----- Dataset -----

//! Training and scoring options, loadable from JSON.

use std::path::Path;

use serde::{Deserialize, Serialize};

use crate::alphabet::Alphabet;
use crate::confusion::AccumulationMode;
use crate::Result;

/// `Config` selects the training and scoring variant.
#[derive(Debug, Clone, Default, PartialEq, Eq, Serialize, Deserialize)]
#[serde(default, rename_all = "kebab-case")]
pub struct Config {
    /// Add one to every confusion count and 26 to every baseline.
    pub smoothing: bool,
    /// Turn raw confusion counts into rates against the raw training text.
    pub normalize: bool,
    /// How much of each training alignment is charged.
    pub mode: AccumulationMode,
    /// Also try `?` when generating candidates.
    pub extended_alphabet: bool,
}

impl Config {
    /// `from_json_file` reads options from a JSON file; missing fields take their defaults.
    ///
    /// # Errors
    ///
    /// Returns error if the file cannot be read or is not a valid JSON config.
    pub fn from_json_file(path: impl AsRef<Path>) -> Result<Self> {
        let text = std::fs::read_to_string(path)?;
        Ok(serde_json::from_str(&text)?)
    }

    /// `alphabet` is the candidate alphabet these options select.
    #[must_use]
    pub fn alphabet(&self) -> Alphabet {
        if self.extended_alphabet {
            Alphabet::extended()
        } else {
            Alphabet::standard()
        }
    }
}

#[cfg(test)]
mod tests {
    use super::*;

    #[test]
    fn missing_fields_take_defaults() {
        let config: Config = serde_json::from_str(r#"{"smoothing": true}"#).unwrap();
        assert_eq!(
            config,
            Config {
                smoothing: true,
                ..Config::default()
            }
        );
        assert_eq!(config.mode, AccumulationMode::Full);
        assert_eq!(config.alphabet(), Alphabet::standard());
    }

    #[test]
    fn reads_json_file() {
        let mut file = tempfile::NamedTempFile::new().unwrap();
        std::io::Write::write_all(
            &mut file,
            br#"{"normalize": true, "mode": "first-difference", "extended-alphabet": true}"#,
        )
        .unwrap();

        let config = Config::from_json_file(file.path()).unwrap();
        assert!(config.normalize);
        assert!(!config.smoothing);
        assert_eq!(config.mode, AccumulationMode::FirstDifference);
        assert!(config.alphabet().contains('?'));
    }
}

-----
----- Dataset -----

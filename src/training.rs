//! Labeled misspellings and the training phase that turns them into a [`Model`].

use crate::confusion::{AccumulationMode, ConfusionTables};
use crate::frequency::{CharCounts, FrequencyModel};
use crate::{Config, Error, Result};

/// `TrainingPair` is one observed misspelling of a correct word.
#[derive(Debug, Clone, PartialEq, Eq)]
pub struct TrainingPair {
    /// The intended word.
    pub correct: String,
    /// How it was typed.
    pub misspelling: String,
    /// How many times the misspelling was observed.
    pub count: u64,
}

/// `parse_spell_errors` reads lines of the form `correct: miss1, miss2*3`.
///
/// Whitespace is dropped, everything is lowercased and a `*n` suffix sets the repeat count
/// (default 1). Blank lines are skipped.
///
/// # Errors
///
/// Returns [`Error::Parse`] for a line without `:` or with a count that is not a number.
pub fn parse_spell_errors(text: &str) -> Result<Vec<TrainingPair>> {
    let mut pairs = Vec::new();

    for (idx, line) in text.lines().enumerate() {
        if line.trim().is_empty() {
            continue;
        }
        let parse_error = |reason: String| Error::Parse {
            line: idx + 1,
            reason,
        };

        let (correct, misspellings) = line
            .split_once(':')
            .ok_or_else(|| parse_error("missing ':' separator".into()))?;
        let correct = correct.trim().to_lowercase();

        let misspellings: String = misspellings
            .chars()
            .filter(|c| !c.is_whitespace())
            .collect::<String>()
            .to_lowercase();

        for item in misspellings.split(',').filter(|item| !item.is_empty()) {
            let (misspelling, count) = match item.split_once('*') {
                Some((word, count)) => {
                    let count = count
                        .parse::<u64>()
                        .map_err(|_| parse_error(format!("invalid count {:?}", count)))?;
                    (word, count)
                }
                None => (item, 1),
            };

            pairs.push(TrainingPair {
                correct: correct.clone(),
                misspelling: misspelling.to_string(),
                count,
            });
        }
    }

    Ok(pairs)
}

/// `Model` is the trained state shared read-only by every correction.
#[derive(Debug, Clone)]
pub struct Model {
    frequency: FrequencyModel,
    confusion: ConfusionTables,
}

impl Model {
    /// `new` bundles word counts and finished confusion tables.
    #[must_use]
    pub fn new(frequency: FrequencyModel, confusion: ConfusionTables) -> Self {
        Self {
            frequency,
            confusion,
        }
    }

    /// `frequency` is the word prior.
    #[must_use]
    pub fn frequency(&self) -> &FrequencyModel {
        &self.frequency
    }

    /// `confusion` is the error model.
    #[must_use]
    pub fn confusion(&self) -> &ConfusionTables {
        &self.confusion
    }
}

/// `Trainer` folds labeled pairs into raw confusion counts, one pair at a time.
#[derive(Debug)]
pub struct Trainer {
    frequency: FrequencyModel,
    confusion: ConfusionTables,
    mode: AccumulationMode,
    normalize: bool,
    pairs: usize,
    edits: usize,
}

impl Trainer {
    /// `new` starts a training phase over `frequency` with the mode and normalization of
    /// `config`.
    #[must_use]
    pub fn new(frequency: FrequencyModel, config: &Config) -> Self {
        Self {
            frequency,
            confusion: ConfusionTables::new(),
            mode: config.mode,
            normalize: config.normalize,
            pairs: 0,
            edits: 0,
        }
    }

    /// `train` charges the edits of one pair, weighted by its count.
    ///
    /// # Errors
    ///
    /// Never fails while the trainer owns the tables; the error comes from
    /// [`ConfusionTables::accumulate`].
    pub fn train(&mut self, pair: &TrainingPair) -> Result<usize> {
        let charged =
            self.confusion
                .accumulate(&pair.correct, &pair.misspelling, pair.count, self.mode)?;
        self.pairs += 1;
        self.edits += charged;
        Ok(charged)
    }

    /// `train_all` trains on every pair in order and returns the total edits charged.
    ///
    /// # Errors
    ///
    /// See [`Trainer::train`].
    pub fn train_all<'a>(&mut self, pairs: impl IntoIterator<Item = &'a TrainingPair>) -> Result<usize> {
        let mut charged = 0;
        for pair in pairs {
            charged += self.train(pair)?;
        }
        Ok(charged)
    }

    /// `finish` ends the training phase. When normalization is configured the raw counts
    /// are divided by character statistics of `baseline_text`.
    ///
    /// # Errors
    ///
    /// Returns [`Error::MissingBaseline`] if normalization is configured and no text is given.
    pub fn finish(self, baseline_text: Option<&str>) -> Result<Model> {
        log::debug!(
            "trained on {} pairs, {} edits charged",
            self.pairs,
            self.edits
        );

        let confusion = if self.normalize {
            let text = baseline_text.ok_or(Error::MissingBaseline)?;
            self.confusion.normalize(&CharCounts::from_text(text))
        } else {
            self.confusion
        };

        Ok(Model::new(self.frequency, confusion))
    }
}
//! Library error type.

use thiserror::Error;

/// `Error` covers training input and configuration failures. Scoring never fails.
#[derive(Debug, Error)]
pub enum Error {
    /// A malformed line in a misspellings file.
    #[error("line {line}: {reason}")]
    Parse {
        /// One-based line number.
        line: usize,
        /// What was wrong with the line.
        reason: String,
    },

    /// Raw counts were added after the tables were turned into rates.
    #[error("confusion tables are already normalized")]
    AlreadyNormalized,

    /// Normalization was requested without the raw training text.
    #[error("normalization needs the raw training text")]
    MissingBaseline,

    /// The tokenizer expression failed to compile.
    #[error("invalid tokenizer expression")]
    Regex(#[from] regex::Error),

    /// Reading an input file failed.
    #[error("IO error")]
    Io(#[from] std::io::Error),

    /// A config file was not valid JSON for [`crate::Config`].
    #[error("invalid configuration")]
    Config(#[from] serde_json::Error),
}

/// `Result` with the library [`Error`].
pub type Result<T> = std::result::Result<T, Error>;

-----

Your objective
From the data above, reproduce word for word the lines running from the line with "loadable from JSON." to the line with "use super::*;", ends included.

Response
//! Training and scoring options, loadable from JSON.

use std::path::Path;

use serde::{Deserialize, Serialize};

use crate::alphabet::Alphabet;
use crate::confusion::AccumulationMode;
use crate::Result;

/// `Config` selects the training and scoring variant.
#[derive(Debug, Clone, Default, PartialEq, Eq, Serialize, Deserialize)]
#[serde(default, rename_all = "kebab-case")]
pub struct Config {
    /// Add one to every confusion count and 26 to every baseline.
    pub smoothing: bool,
    /// Turn raw confusion counts into rates against the raw training text.
    pub normalize: bool,
    /// How much of each training alignment is charged.
    pub mode: AccumulationMode,
    /// Also try `?` when generating candidates.
    pub extended_alphabet: bool,
}

impl Config {
    /// `from_json_file` reads options from a JSON file; missing fields take their defaults.
    ///
    /// # Errors
    ///
    /// Returns error if the file cannot be read or is not a valid JSON config.
    pub fn from_json_file(path: impl AsRef<Path>) -> Result<Self> {
        let text = std::fs::read_to_string(path)?;
        Ok(serde_json::from_str(&text)?)
    }

    /// `alphabet` is the candidate alphabet these options select.
    #[must_use]
    pub fn alphabet(&self) -> Alphabet {
        if self.extended_alphabet {
            Alphabet::extended()
        } else {
            Alphabet::standard()
        }
    }
}

#[cfg(test)]
mod tests {
    use super::*;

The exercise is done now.